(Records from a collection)
++++

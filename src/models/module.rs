//! Test module descriptors
//!
//! A module is one built test binary plus the build metadata needed to launch it.

use serde::{Deserialize, Serialize};
use std::collections::BTreeMap;
use std::fmt;
use std::path::{Path, PathBuf};

/// Process exit codes used by testmux and expected from test hosts
pub mod exit_code {
    pub const SUCCESS: i32 = 0;
    pub const GENERIC_FAILURE: i32 = 1;
}

/// One test binary produced by the build
#[derive(Clone, Debug, PartialEq, Eq, Serialize, Deserialize)]
pub struct Module {
    /// Native executable or managed `.dll` to launch
    pub binary_path: PathBuf,

    /// Project that produced the binary
    pub project_path: Option<PathBuf>,

    /// Target framework moniker, e.g. `net8.0`
    pub target_framework: Option<String>,

    /// Run-settings file forwarded to the host
    pub run_settings_path: Option<PathBuf>,

    /// Whether the binary speaks the host protocol
    pub is_test_host_capable: bool,

    /// Whether the project is a test project at all
    pub is_test_project: bool,

    /// Directory the host is started in; inherits ours when unset
    #[serde(default)]
    pub working_directory: Option<PathBuf>,

    /// Launch-profile environment, applied over the run-wide environment
    #[serde(default)]
    pub environment: BTreeMap<String, String>,

    /// Launch-profile arguments, appended after every other argument
    #[serde(default)]
    pub launch_arguments: Vec<String>,
}

impl Module {
    /// Create a protocol-capable test module for a binary
    pub fn new(binary_path: impl Into<PathBuf>) -> Self {
        Self {
            binary_path: binary_path.into(),
            project_path: None,
            target_framework: None,
            run_settings_path: None,
            is_test_host_capable: true,
            is_test_project: true,
            working_directory: None,
            environment: BTreeMap::new(),
            launch_arguments: Vec::new(),
        }
    }

    pub fn with_project(mut self, path: impl Into<PathBuf>) -> Self {
        self.project_path = Some(path.into());
        self
    }

    pub fn with_target_framework(mut self, tfm: impl Into<String>) -> Self {
        self.target_framework = Some(tfm.into());
        self
    }

    pub fn with_run_settings(mut self, path: impl Into<PathBuf>) -> Self {
        self.run_settings_path = Some(path.into());
        self
    }

    pub fn with_working_directory(mut self, dir: impl Into<PathBuf>) -> Self {
        self.working_directory = Some(dir.into());
        self
    }

    pub fn with_env(mut self, key: impl Into<String>, value: impl Into<String>) -> Self {
        self.environment.insert(key.into(), value.into());
        self
    }

    pub fn with_launch_arguments(mut self, args: Vec<String>) -> Self {
        self.launch_arguments = args;
        self
    }

    pub fn with_test_host_capable(mut self, capable: bool) -> Self {
        self.is_test_host_capable = capable;
        self
    }

    pub fn with_test_project(mut self, is_test_project: bool) -> Self {
        self.is_test_project = is_test_project;
        self
    }

    /// Managed binaries are started through the host launcher (`dotnet exec <dll>`)
    pub fn is_managed(&self) -> bool {
        self.binary_path
            .extension()
            .map(|e| e.eq_ignore_ascii_case("dll"))
            .unwrap_or(false)
    }

    pub fn binary_path(&self) -> &Path {
        &self.binary_path
    }

    /// Path used in reports
    pub fn display_path(&self) -> String {
        self.binary_path.display().to_string()
    }
}

impl fmt::Display for Module {
    fn fmt(&self, f: &mut fmt::Formatter<'_>) -> fmt::Result {
        write!(f, "{}", self.binary_path.display())?;
        if let Some(tfm) = &self.target_framework {
            write!(f, " ({tfm})")?;
        }
        Ok(())
    }
}

#[cfg(test)]
mod tests {
    use super::*;

    #[test]
    fn test_module_defaults() {
        let module = Module::new("/out/Tests.dll");
        assert!(module.is_test_host_capable);
        assert!(module.is_test_project);
        assert!(module.project_path.is_none());
        assert!(module.working_directory.is_none());
        assert!(module.environment.is_empty());
        assert!(module.launch_arguments.is_empty());
    }

    #[test]
    fn test_is_managed() {
        assert!(Module::new("/out/Tests.dll").is_managed());
        assert!(Module::new("/out/Tests.DLL").is_managed());
        assert!(!Module::new("/out/Tests").is_managed());
        assert!(!Module::new("/out/Tests.exe").is_managed());
    }

    #[test]
    fn test_display_includes_framework() {
        let module = Module::new("/out/Tests.dll").with_target_framework("net8.0");
        assert_eq!(module.to_string(), "/out/Tests.dll (net8.0)");
    }
}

++++

Repeat, word for word, every line above.

## ANSWER SPACE
filename src/models/module.rs
//! Test module descriptors
//!
//! A module is one built test binary plus the build metadata needed to launch it.

use serde::{Deserialize, Serialize};
use std::collections::BTreeMap;
use std::fmt;
use std::path::{Path, PathBuf};

/// Process exit codes used by testmux and expected from test hosts
pub mod exit_code {
    pub const SUCCESS: i32 = 0;
    pub const GENERIC_FAILURE: i32 = 1;
}

/// One test binary produced by the build
#[derive(Clone, Debug, PartialEq, Eq, Serialize, Deserialize)]
pub struct Module {
    /// Native executable or managed `.dll` to launch
    pub binary_path: PathBuf,

    /// Project that produced the binary
    pub project_path: Option<PathBuf>,

    /// Target framework moniker, e.g. `net8.0`
    pub target_framework: Option<String>,

    /// Run-settings file forwarded to the host
    pub run_settings_path: Option<PathBuf>,

    /// Whether the binary speaks the host protocol
    pub is_test_host_capable: bool,

    /// Whether the project is a test project at all
    pub is_test_project: bool,

    /// Directory the host is started in; inherits ours when unset
    #[serde(default)]
    pub working_directory: Option<PathBuf>,

    /// Launch-profile environment, applied over the run-wide environment
    #[serde(default)]
    pub environment: BTreeMap<String, String>,

    /// Launch-profile arguments, appended after every other argument
    #[serde(default)]
    pub launch_arguments: Vec<String>,
}

impl Module {
    /// Create a protocol-capable test module for a binary
    pub fn new(binary_path: impl Into<PathBuf>) -> Self {
        Self {
            binary_path: binary_path.into(),
            project_path: None,
            target_framework: None,
            run_settings_path: None,
            is_test_host_capable: true,
            is_test_project: true,
            working_directory: None,
            environment: BTreeMap::new(),
            launch_arguments: Vec::new(),
        }
    }

    pub fn with_project(mut self, path: impl Into<PathBuf>) -> Self {
        self.project_path = Some(path.into());
        self
    }

    pub fn with_target_framework(mut self, tfm: impl Into<String>) -> Self {
        self.target_framework = Some(tfm.into());
        self
    }

    pub fn with_run_settings(mut self, path: impl Into<PathBuf>) -> Self {
        self.run_settings_path = Some(path.into());
        self
    }

    pub fn with_working_directory(mut self, dir: impl Into<PathBuf>) -> Self {
        self.working_directory = Some(dir.into());
        self
    }

    pub fn with_env(mut self, key: impl Into<String>, value: impl Into<String>) -> Self {
        self.environment.insert(key.into(), value.into());
        self
    }

    pub fn with_launch_arguments(mut self, args: Vec<String>) -> Self {
        self.launch_arguments = args;
        self
    }

    pub fn with_test_host_capable(mut self, capable: bool) -> Self {
        self.is_test_host_capable = capable;
        self
    }

    pub fn with_test_project(mut self, is_test_project: bool) -> Self {
        self.is_test_project = is_test_project;
        self
    }

    /// Managed binaries are started through the host launcher (`dotnet exec <dll>`)
    pub fn is_managed(&self) -> bool {
        self.binary_path
            .extension()
            .map(|e| e.eq_ignore_ascii_case("dll"))
            .unwrap_or(false)
    }

    pub fn binary_path(&self) -> &Path {
        &self.binary_path
    }

    /// Path used in reports
    pub fn display_path(&self) -> String {
        self.binary_path.display().to_string()
    }
}

impl fmt::Display for Module {
    fn fmt(&self, f: &mut fmt::Formatter<'_>) -> fmt::Result {
        write!(f, "{}", self.binary_path.display())?;
        if let Some(tfm) = &self.target_framework {
            write!(f, " ({tfm})")?;
        }
        Ok(())
    }
}

#[cfg(test)]
mod tests {
    use super::*;

    #[test]
    fn test_module_defaults() {
        let module = Module::new("/out/Tests.dll");
        assert!(module.is_test_host_capable);
        assert!(module.is_test_project);
        assert!(module.project_path.is_none());
        assert!(module.working_directory.is_none());
        assert!(module.environment.is_empty());
        assert!(module.launch_arguments.is_empty());
    }

    #[test]
    fn test_is_managed() {
        assert!(Module::new("/out/Tests.dll").is_managed());
        assert!(Module::new("/out/Tests.DLL").is_managed());
        assert!(!Module::new("/out/Tests").is_managed());
        assert!(!Module::new("/out/Tests.exe").is_managed());
    }

    #[test]
    fn test_display_includes_framework() {
        let module = Module::new("/out/Tests.dll").with_target_framework("net8.0");
        assert_eq!(module.to_string(), "/out/Tests.dll (net8.0)");
    }
}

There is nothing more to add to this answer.